However, UML is only a language: it is process independent and therefore does not prescribe how and when during the software development cycle its notations should be used. Using UML to model software systems still requires a method - a choice of models and a process of their elaboration.
Course Content
The goal of this software engineering course is to teach the students a rigorous UML-based software development method. The emphasis of the course is on how to put the different pieces of the UML puzzle together, i.e. choose a coherent subset of UML to produce complete and consistent analysis and design models, and in which order the different models should be produced.

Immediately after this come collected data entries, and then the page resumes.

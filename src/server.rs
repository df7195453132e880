//! HTTP server for health checks and search.
//!
//! # Endpoints
//!
//! | Method | Path      | Description |
//! |--------|-----------|-------------|
//! | `GET`  | `/health` | Liveness check (returns version) |
//! | `GET`  | `/ready`  | Readiness check (probes the database) |
//! | `POST` | `/search` | Ticket search, mirroring the CLI |
//!
//! # Error Contract
//!
//! Error responses use a single envelope:
//!
//! ```json
//! { "error": { "code": "bad_request", "message": "query must not be empty" } }
//! ```
//!
//! Codes: `bad_request` (400), `embeddings_disabled` (400), `unavailable`
//! (503), `internal` (500).
//!
//! # CORS
//!
//! All origins, methods, and headers are permitted so dashboards can call
//! the search endpoint directly from the browser.

use axum::{
    extract::State,
    http::StatusCode,
    response::{IntoResponse, Response},
    routing::{get, post},
    Json, Router,
};
use serde::Deserialize;
use serde_json::json;
use std::sync::Arc;
use tower_http::cors::{Any, CorsLayer};

use crate::config::Config;
use crate::db;
use crate::search::{search_tickets, SearchParams};

#[derive(Clone)]
struct AppState {
    config: Arc<Config>,
}

/// Starts the HTTP server on the address configured in `[server].bind`.
/// Runs until the process is terminated.
pub async fn run_server(config: &Config) -> anyhow::Result<()> {
    let bind_addr = config.server.bind.clone();
    let state = AppState {
        config: Arc::new(config.clone()),
    };

    let cors = CorsLayer::new()
        .allow_origin(Any)
        .allow_methods(Any)
        .allow_headers(Any);

    let app = Router::new()
        .route("/health", get(health))
        .route("/ready", get(ready))
        .route("/search", post(search))
        .layer(cors)
        .with_state(state);

    println!("Listening on http://{}", bind_addr);
    let listener = tokio::net::TcpListener::bind(&bind_addr).await?;
    axum::serve(listener, app).await?;

    Ok(())
}

async fn health() -> impl IntoResponse {
    Json(json!({
        "status": "ok",
        "version": env!("CARGO_PKG_VERSION"),
    }))
}

/// Readiness probe: a ready instance can reach its database.
async fn ready(State(state): State<AppState>) -> Response {
    let probe = async {
        let pool = db::connect(&state.config).await?;
        sqlx::query_scalar::<_, i64>("SELECT 1").fetch_one(&pool).await?;
        pool.close().await;
        anyhow::Ok(())
    };

    match probe.await {
        Ok(()) => Json(json!({ "status": "ready" })).into_response(),
        Err(e) => error_response(
            StatusCode::SERVICE_UNAVAILABLE,
            "unavailable",
            &format!("database not reachable: {}", e),
        ),
    }
}

#[derive(Debug, Deserialize)]
struct SearchRequest {
    query: String,
    #[serde(default = "default_mode")]
    mode: String,
    #[serde(default)]
    status: Option<String>,
    #[serde(default)]
    tier: Option<String>,
    #[serde(default)]
    since: Option<String>,
    #[serde(default)]
    limit: Option<i64>,
}

fn default_mode() -> String {
    "keyword".to_string()
}

async fn search(State(state): State<AppState>, Json(req): Json<SearchRequest>) -> Response {
    if req.query.trim().is_empty() {
        return error_response(
            StatusCode::BAD_REQUEST,
            "bad_request",
            "query must not be empty",
        );
    }

    if (req.mode == "semantic" || req.mode == "hybrid")
        && !state.config.embedding.is_enabled()
    {
        return error_response(
            StatusCode::BAD_REQUEST,
            "embeddings_disabled",
            "semantic and hybrid modes require an embedding provider",
        );
    }

    let params = SearchParams {
        query: req.query,
        mode: req.mode,
        status: req.status,
        tier: req.tier,
        since: req.since,
        limit: req.limit,
    };

    match search_tickets(&state.config, &params).await {
        Ok(results) => Json(json!({ "results": results })).into_response(),
        Err(e) => {
            let msg = e.to_string();
            // Input validation errors from the search layer map to 400.
            if msg.starts_with("Unknown search mode") || msg.starts_with("Invalid since date") {
                error_response(StatusCode::BAD_REQUEST, "bad_request", &msg)
            } else {
                error_response(StatusCode::INTERNAL_SERVER_ERROR, "internal", &msg)
            }
        }
    }
}

fn error_response(status: StatusCode, code: &str, message: &str) -> Response {
    (
        status,
        Json(json!({ "error": { "code": code, "message": message } })),
    )
        .into_response()
}
//! SQLite connection handling for the ticket store.
//!
//! The store is a single database file in WAL mode. Its parent directory
//! is created on first use, so `desk init` works from a fresh checkout
//! without any setup.

use anyhow::{Context, Result};
use sqlx::sqlite::{SqliteConnectOptions, SqliteJournalMode, SqlitePool, SqlitePoolOptions};

use crate::config::Config;

/// Open a pooled connection to the ticket store, creating the database
/// file if it does not exist yet.
pub async fn connect(config: &Config) -> Result<SqlitePool> {
    let store_path = &config.db.path;

    if let Some(parent) = store_path.parent() {
        std::fs::create_dir_all(parent).with_context(|| {
            format!("Failed to create data directory: {}", parent.display())
        })?;
    }

    let options = SqliteConnectOptions::new()
        .filename(store_path)
        .create_if_missing(true)
        .journal_mode(SqliteJournalMode::Wal);

    let pool = SqlitePoolOptions::new()
        .max_connections(5)
        .connect_with(options)
        .await
        .with_context(|| format!("Failed to open ticket store: {}", store_path.display()))?;

    Ok(pool)
}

The course teaches Fondue, a UML extension of the second-generation object-oriented development method Fusion (Hewlett Packhard). Fondue uses a coherent subset of UML to establish complete and precise analysis and design documents for a software system. Fondue’s requirements engineering is based on use cases. The analysis phase establishes a Domain, a Concept, an Environment, a Protocol, and an Operation Model. During design, a Design Class Model, an Object Interaction Model, a Dependency Model and an Inheritance Model are constructed. Finally, Java-specific mapping strategies lead to the system implementation.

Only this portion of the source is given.